As much as I'd like to say I'm a fanatic of forward-thinking, I am a lover of history. This story in particular focuses on the history of the sites I visit, and why I seemed to get the short end of the stick.
In freshman year of college, I got infected by my first virus and oddly it corrupted all my CSS and JPG files. So pretty much any site I had designed from 2000 to 2002 was gone. Sure I still had the code, but it wasn't the same without the images. Fast forward to last year when the hard drive I vowed never would die--died. All my work from that point up until 2003 was gone. Yes, I literally cried that day because everything I had made from 2000 to 2003 was lost to eternity. So sure, I claim that I have 5 years of history, but I don't have anything to show for it. "What if people think I'm lying," I thought.
I then turned to the supposed "king" of history gathering, the Wayback Machine. For those of you who are not familiar with the Wayback Machine of Doom, it's a program hosted by the Internet Archive that allows you to see past versions of a given website. According to their Frequently Asked Questions, Alexa Internet had a large part in the creation of the archive (maybe that's why it sucks).
Alexa Internet has been crawling the web since 1996, which has resulted in a massive archive. If you have a web site, and you would like to ensure that it is saved for posterity in the Internet Archive, and you've searched wayback and found no results, you can visit the Alexa's "Webmasters" page at http://pages.alexa.com/help/webmasters/index.html#crawl_site. [...] Sites are usually crawled within 24 hours and no more then 48. Right now there is a 6-12 month lag between the date a site is crawled and the date it appears in the Wayback Machine.
Geez, six months to a year lag before anything appears. Well, that's not the least of my worries. I have never seemed to have good results with either Alexa's Traffic Rankings (for example, Alexa says that only one site links back to me) or the Wayback Machine, so that's where the "short end of the stick" comes from. But I'm going to focus on how the Wayback Machine has handled past Avalonstars.
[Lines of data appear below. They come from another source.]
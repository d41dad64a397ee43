//! JSON-RPC 2.0 message framing over stdio (spec.md §6 MCP surface).
//!
//! Frames use LSP-style headers: `Content-Length: N\r\n\r\n` followed by
//! exactly N bytes of UTF-8 JSON. No other headers are required or
//! produced.

use serde::{Deserialize, Serialize};
use serde_json::Value;
use tokio::io::{AsyncBufReadExt, AsyncReadExt, AsyncWriteExt, BufReader};

#[derive(Debug, Deserialize)]
pub struct Request {
    #[serde(default)]
    pub jsonrpc: Option<String>,
    /// Absent for notifications (`notifications/*`); such requests get no
    /// response written back.
    #[serde(default)]
    pub id: Option<Value>,
    pub method: String,
    #[serde(default)]
    pub params: Value,
}

#[derive(Debug, Serialize)]
pub struct Response {
    pub jsonrpc: &'static str,
    pub id: Value,
    #[serde(skip_serializing_if = "Option::is_none")]
    pub result: Option<Value>,
    #[serde(skip_serializing_if = "Option::is_none")]
    pub error: Option<ResponseError>,
}

#[derive(Debug, Serialize)]
pub struct ResponseError {
    pub code: i64,
    pub message: String,
}

impl Response {
    pub fn success(id: Value, result: Value) -> Self {
        Self {
            jsonrpc: "2.0",
            id,
            result: Some(result),
            error: None,
        }
    }

    pub fn failure(id: Value, code: i64, message: impl Into<String>) -> Self {
        Self {
            jsonrpc: "2.0",
            id,
            result: None,
            error: Some(ResponseError {
                code,
                message: message.into(),
            }),
        }
    }
}

/// Standard JSON-RPC error codes used by this server.
pub mod error_code {
    pub const PARSE_ERROR: i64 = -32700;
    pub const METHOD_NOT_FOUND: i64 = -32601;
    pub const INVALID_PARAMS: i64 = -32602;
    pub const INTERNAL_ERROR: i64 = -32603;
}

/// Reads one `Content-Length`-framed message from `reader`. Returns `Ok(None)`
/// on clean EOF between messages.
pub async fn read_message<R>(reader: &mut BufReader<R>) -> std::io::Result<Option<Request>>
where
    R: tokio::io::AsyncRead + Unpin,
{
    let mut content_length: Option<usize> = None;
    loop {
        let mut line = String::new();
        let bytes_read = reader.read_line(&mut line).await?;
        if bytes_read == 0 {
            return Ok(None);
        }
        let trimmed = line.trim_end_matches(['\r', '\n']);
        if trimmed.is_empty() {
            break;
        }
        if let Some(value) = trimmed.strip_prefix("Content-Length:") {
            content_length = value.trim().parse().ok();
        }
    }

    let Some(len) = content_length else {
        return Err(std::io::Error::new(
            std::io::ErrorKind::InvalidData,
            "missing Content-Length header",
        ));
    };

    let mut body = vec![0u8; len];
    reader.read_exact(&mut body).await?;
    let request = serde_json::from_slice(&body)
        .map_err(|e| std::io::Error::new(std::io::ErrorKind::InvalidData, e))?;
    Ok(Some(request))
}

/// Writes `response` to `writer` using the same `Content-Length` framing.
pub async fn write_message<W>(writer: &mut W, response: &Response) -> std::io::Result<()>
where
    W: tokio::io::AsyncWrite + Unpin,
{
    let body = serde_json::to_vec(response)?;
    writer
        .write_all(format!("Content-Length: {}\r\n\r\n", body.len()).as_bytes())
        .await?;
    writer.write_all(&body).await?;
    writer.flush().await
}

#[cfg(test)]
mod tests {
    use super::*;
    use tokio::io::BufReader as TokioBufReader;

    #[tokio::test]
    async fn reads_a_framed_request() {
        let body = br#"{"jsonrpc":"2.0","id":1,"method":"ping","params":{}}"#;
        let frame = format!("Content-Length: {}\r\n\r\n", body.len());
        let mut input = frame.into_bytes();
        input.extend_from_slice(body);

        let mut reader = TokioBufReader::new(&input[..]);
        let request = read_message(&mut reader).await.unwrap().unwrap();
        assert_eq!(request.method, "ping");
        assert_eq!(request.id, Some(Value::from(1)));
    }

    #[tokio::test]
    async fn clean_eof_returns_none() {
        let mut reader = TokioBufReader::new(&b""[..]);
        assert!(read_message(&mut reader).await.unwrap().is_none());
    }

    #[tokio::test]
    async fn round_trips_a_success_response() {
        let response = Response::success(Value::from(7), serde_json::json!({"ok": true}));
        let mut out = Vec::new();
        write_message(&mut out, &response).await.unwrap();

        let mut reader = TokioBufReader::new(&out[..]);
        let mut line = String::new();
        reader.read_line(&mut line).await.unwrap();
        assert!(line.starts_with("Content-Length:"));
    }
}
To put it bluntly, not one site I have done has been completely archived. I have never played with the
robot.txt file so Alexa can't come at me with that excuse. If you look here then you'll see that the site hasn't been archived since February. Worse than that, Alexa seems to like archiving my site when it's down, like here, here and here. On top of that, Wayback likes to hide my archives from me every so often and clicking on a link will yield the mother of all 404 pages.
But it hasn't been all bad, it has saved (but not perfectly saving) some of my old sites:
- September 24, 2002 - Avalonstar 11: Autobiographical Emissions
- November 30, 2002 - Avalonstar 12: Chaotic Soul
- June 4, 2004 - Avalonstar 15: The Moon of Syn
I don't know if I'll ever master that place, some places (like Google and Amazon, and almost one of Avalonstar's versions) have been perfectly archived and frequently archived at that. Discrimination? I don't know really and I won't try to guess. But if you have had success with this thing, let me know of your experience, I don't want this version suddenly lost to the web's black hole.